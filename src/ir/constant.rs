//! Function-scoped invariants (named constants).

use crate::ir::types::Expr;
use std::fmt;

/// A named constant, scoped to its function.
#[derive(Debug, Clone, PartialEq)]
pub struct Constant {
    /// The invariant's name.
    pub name: String,
    /// Its defining expression.
    pub expr: Expr,
}

impl Constant {
    /// Create an invariant.
    pub fn new(name: impl Into<String>, expr: Expr) -> Self {
        Self {
            name: name.into(),
            expr,
        }
    }

    /// Diagnostic dump through the `log` facade.
    pub fn dump(&self) {
        log::debug!("invariant \"{}\" = {}", self.name, self.expr);
    }
}

impl fmt::Display for Constant {
    fn fmt(&self, f: &mut fmt::Formatter<'_>) -> fmt::Result {
        write!(f, "{} = {}", self.name, self.expr)
    }
}
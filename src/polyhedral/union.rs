//! Unions of sets and maps across differently-named tuples.
//!
//! A function's global iteration domain and schedule are unions of the
//! per-computation pieces; the pieces keep their tuple names so that
//! domain intersection can match them back up.

use crate::error::Result;
use crate::polyhedral::map::Map;
use crate::polyhedral::set::Set;
use serde::{Deserialize, Serialize};
use std::fmt;

/// A union of named integer sets.
#[derive(Debug, Clone, Default, Serialize, Deserialize)]
pub struct UnionSet {
    sets: Vec<Set>,
}

impl UnionSet {
    /// The empty union.
    pub fn new() -> Self {
        Self::default()
    }

    /// A union with a single member.
    pub fn from_set(set: Set) -> Self {
        Self { sets: vec![set] }
    }

    /// Add a member.
    pub fn add(&mut self, set: Set) {
        self.sets.push(set);
    }

    /// Union with another union.
    pub fn union(mut self, other: UnionSet) -> UnionSet {
        self.sets.extend(other.sets);
        self
    }

    /// Number of members.
    pub fn len(&self) -> usize {
        self.sets.len()
    }

    /// True when there are no members.
    pub fn is_empty(&self) -> bool {
        self.sets.is_empty()
    }

    /// Iterate over members.
    pub fn iter(&self) -> impl Iterator<Item = &Set> {
        self.sets.iter()
    }

    /// Find the member with the given tuple name.
    pub fn find(&self, tuple: &str) -> Option<&Set> {
        self.sets.iter().find(|s| s.tuple_name() == Some(tuple))
    }
}

impl fmt::Display for UnionSet {
    fn fmt(&self, f: &mut fmt::Formatter<'_>) -> fmt::Result {
        write!(f, "{{ ")?;
        for (i, s) in self.sets.iter().enumerate() {
            if i > 0 {
                write!(f, "; ")?;
            }
            write!(f, "{}", s)?;
        }
        write!(f, " }}")
    }
}

/// A union of named integer relations.
#[derive(Debug, Clone, Default, Serialize, Deserialize)]
pub struct UnionMap {
    maps: Vec<Map>,
}

impl UnionMap {
    /// The empty union.
    pub fn new() -> Self {
        Self::default()
    }

    /// A union with a single member.
    pub fn from_map(map: Map) -> Self {
        Self { maps: vec![map] }
    }

    /// Add a member.
    pub fn add(&mut self, map: Map) {
        self.maps.push(map);
    }

    /// Union with another union.
    pub fn union(mut self, other: UnionMap) -> UnionMap {
        self.maps.extend(other.maps);
        self
    }

    /// Number of members.
    pub fn len(&self) -> usize {
        self.maps.len()
    }

    /// True when there are no members.
    pub fn is_empty(&self) -> bool {
        self.maps.is_empty()
    }

    /// Iterate over members.
    pub fn iter(&self) -> impl Iterator<Item = &Map> {
        self.maps.iter()
    }

    /// Restrict each member to the matching member of a union set.
    ///
    /// Members whose input tuple has no counterpart in the union set are
    /// dropped (their restriction is empty).
    pub fn intersect_domain(&self, domain: &UnionSet) -> Result<UnionMap> {
        let mut out = UnionMap::new();
        for map in &self.maps {
            let set = map
                .in_tuple_name()
                .and_then(|name| domain.find(name));
            if let Some(set) = set {
                let restricted = map.intersect_domain(set)?;
                if !restricted.system.is_obviously_empty() {
                    out.add(restricted);
                }
            }
        }
        Ok(out)
    }
}

impl fmt::Display for UnionMap {
    fn fmt(&self, f: &mut fmt::Formatter<'_>) -> fmt::Result {
        write!(f, "{{ ")?;
        for (i, m) in self.maps.iter().enumerate() {
            if i > 0 {
                write!(f, "; ")?;
            }
            write!(f, "{}", m)?;
        }
        write!(f, " }}")
    }
}

#[cfg(test)]
mod tests {
    use super::*;

    #[test]
    fn test_union_set_find() {
        let mut u = UnionSet::new();
        u.add(Set::from_text("{ S0[i] : 0 <= i < 4 }").unwrap());
        u.add(Set::from_text("{ S1[i] : 0 <= i < 8 }").unwrap());
        assert_eq!(u.len(), 2);
        assert!(u.find("S1").is_some());
        assert!(u.find("S2").is_none());
    }

    #[test]
    fn test_union_map_intersect_domain() {
        let mut schedule = UnionMap::new();
        schedule.add(Map::from_text("{ S0[i] -> [i] }").unwrap());
        schedule.add(Map::from_text("{ S1[i] -> [i] }").unwrap());

        let mut domain = UnionSet::new();
        domain.add(Set::from_text("{ S0[i] : 0 <= i < 4 }").unwrap());

        let restricted = schedule.intersect_domain(&domain).unwrap();
        assert_eq!(restricted.len(), 1);
        assert_eq!(restricted.iter().next().unwrap().in_tuple_name(), Some("S0"));
    }
}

## Exercise details
Write out the data again, exactly and in full.

## Output for this task
filename src/ir/constant.rs
//! Function-scoped invariants (named constants).

use crate::ir::types::Expr;
use std::fmt;

/// A named constant, scoped to its function.
#[derive(Debug, Clone, PartialEq)]
pub struct Constant {
    /// The invariant's name.
    pub name: String,
    /// Its defining expression.
    pub expr: Expr,
}

impl Constant {
    /// Create an invariant.
    pub fn new(name: impl Into<String>, expr: Expr) -> Self {
        Self {
            name: name.into(),
            expr,
        }
    }

    /// Diagnostic dump through the `log` facade.
    pub fn dump(&self) {
        log::debug!("invariant \"{}\" = {}", self.name, self.expr);
    }
}

impl fmt::Display for Constant {
    fn fmt(&self, f: &mut fmt::Formatter<'_>) -> fmt::Result {
        write!(f, "{} = {}", self.name, self.expr)
    }
}
filename src/polyhedral/union.rs
//! Unions of sets and maps across differently-named tuples.
//!
//! A function's global iteration domain and schedule are unions of the
//! per-computation pieces; the pieces keep their tuple names so that
//! domain intersection can match them back up.

use crate::error::Result;
use crate::polyhedral::map::Map;
use crate::polyhedral::set::Set;
use serde::{Deserialize, Serialize};
use std::fmt;

/// A union of named integer sets.
#[derive(Debug, Clone, Default, Serialize, Deserialize)]
pub struct UnionSet {
    sets: Vec<Set>,
}

impl UnionSet {
    /// The empty union.
    pub fn new() -> Self {
        Self::default()
    }

    /// A union with a single member.
    pub fn from_set(set: Set) -> Self {
        Self { sets: vec![set] }
    }

    /// Add a member.
    pub fn add(&mut self, set: Set) {
        self.sets.push(set);
    }

    /// Union with another union.
    pub fn union(mut self, other: UnionSet) -> UnionSet {
        self.sets.extend(other.sets);
        self
    }

    /// Number of members.
    pub fn len(&self) -> usize {
        self.sets.len()
    }

    /// True when there are no members.
    pub fn is_empty(&self) -> bool {
        self.sets.is_empty()
    }

    /// Iterate over members.
    pub fn iter(&self) -> impl Iterator<Item = &Set> {
        self.sets.iter()
    }

    /// Find the member with the given tuple name.
    pub fn find(&self, tuple: &str) -> Option<&Set> {
        self.sets.iter().find(|s| s.tuple_name() == Some(tuple))
    }
}

impl fmt::Display for UnionSet {
    fn fmt(&self, f: &mut fmt::Formatter<'_>) -> fmt::Result {
        write!(f, "{{ ")?;
        for (i, s) in self.sets.iter().enumerate() {
            if i > 0 {
                write!(f, "; ")?;
            }
            write!(f, "{}", s)?;
        }
        write!(f, " }}")
    }
}

/// A union of named integer relations.
#[derive(Debug, Clone, Default, Serialize, Deserialize)]
pub struct UnionMap {
    maps: Vec<Map>,
}

impl UnionMap {
    /// The empty union.
    pub fn new() -> Self {
        Self::default()
    }

    /// A union with a single member.
    pub fn from_map(map: Map) -> Self {
        Self { maps: vec![map] }
    }

    /// Add a member.
    pub fn add(&mut self, map: Map) {
        self.maps.push(map);
    }

    /// Union with another union.
    pub fn union(mut self, other: UnionMap) -> UnionMap {
        self.maps.extend(other.maps);
        self
    }

    /// Number of members.
    pub fn len(&self) -> usize {
        self.maps.len()
    }

    /// True when there are no members.
    pub fn is_empty(&self) -> bool {
        self.maps.is_empty()
    }

    /// Iterate over members.
    pub fn iter(&self) -> impl Iterator<Item = &Map> {
        self.maps.iter()
    }

    /// Restrict each member to the matching member of a union set.
    ///
    /// Members whose input tuple has no counterpart in the union set are
    /// dropped (their restriction is empty).
    pub fn intersect_domain(&self, domain: &UnionSet) -> Result<UnionMap> {
        let mut out = UnionMap::new();
        for map in &self.maps {
            let set = map
                .in_tuple_name()
                .and_then(|name| domain.find(name));
            if let Some(set) = set {
                let restricted = map.intersect_domain(set)?;
                if !restricted.system.is_obviously_empty() {
                    out.add(restricted);
                }
            }
        }
        Ok(out)
    }
}

impl fmt::Display for UnionMap {
    fn fmt(&self, f: &mut fmt::Formatter<'_>) -> fmt::Result {
        write!(f, "{{ ")?;
        for (i, m) in self.maps.iter().enumerate() {
            if i > 0 {
                write!(f, "; ")?;
            }
            write!(f, "{}", m)?;
        }
        write!(f, " }}")
    }
}

#[cfg(test)]
mod tests {
    use super::*;

    #[test]
    fn test_union_set_find() {
        let mut u = UnionSet::new();
        u.add(Set::from_text("{ S0[i] : 0 <= i < 4 }").unwrap());
        u.add(Set::from_text("{ S1[i] : 0 <= i < 8 }").unwrap());
        assert_eq!(u.len(), 2);
        assert!(u.find("S1").is_some());
        assert!(u.find("S2").is_none());
    }

    #[test]
    fn test_union_map_intersect_domain() {
        let mut schedule = UnionMap::new();
        schedule.add(Map::from_text("{ S0[i] -> [i] }").unwrap());
        schedule.add(Map::from_text("{ S1[i] -> [i] }").unwrap());

        let mut domain = UnionSet::new();
        domain.add(Set::from_text("{ S0[i] : 0 <= i < 4 }").unwrap());

        let restricted = schedule.intersect_domain(&domain).unwrap();
        assert_eq!(restricted.len(), 1);
        assert_eq!(restricted.iter().next().unwrap().in_tuple_name(), Some("S0"));
    }
}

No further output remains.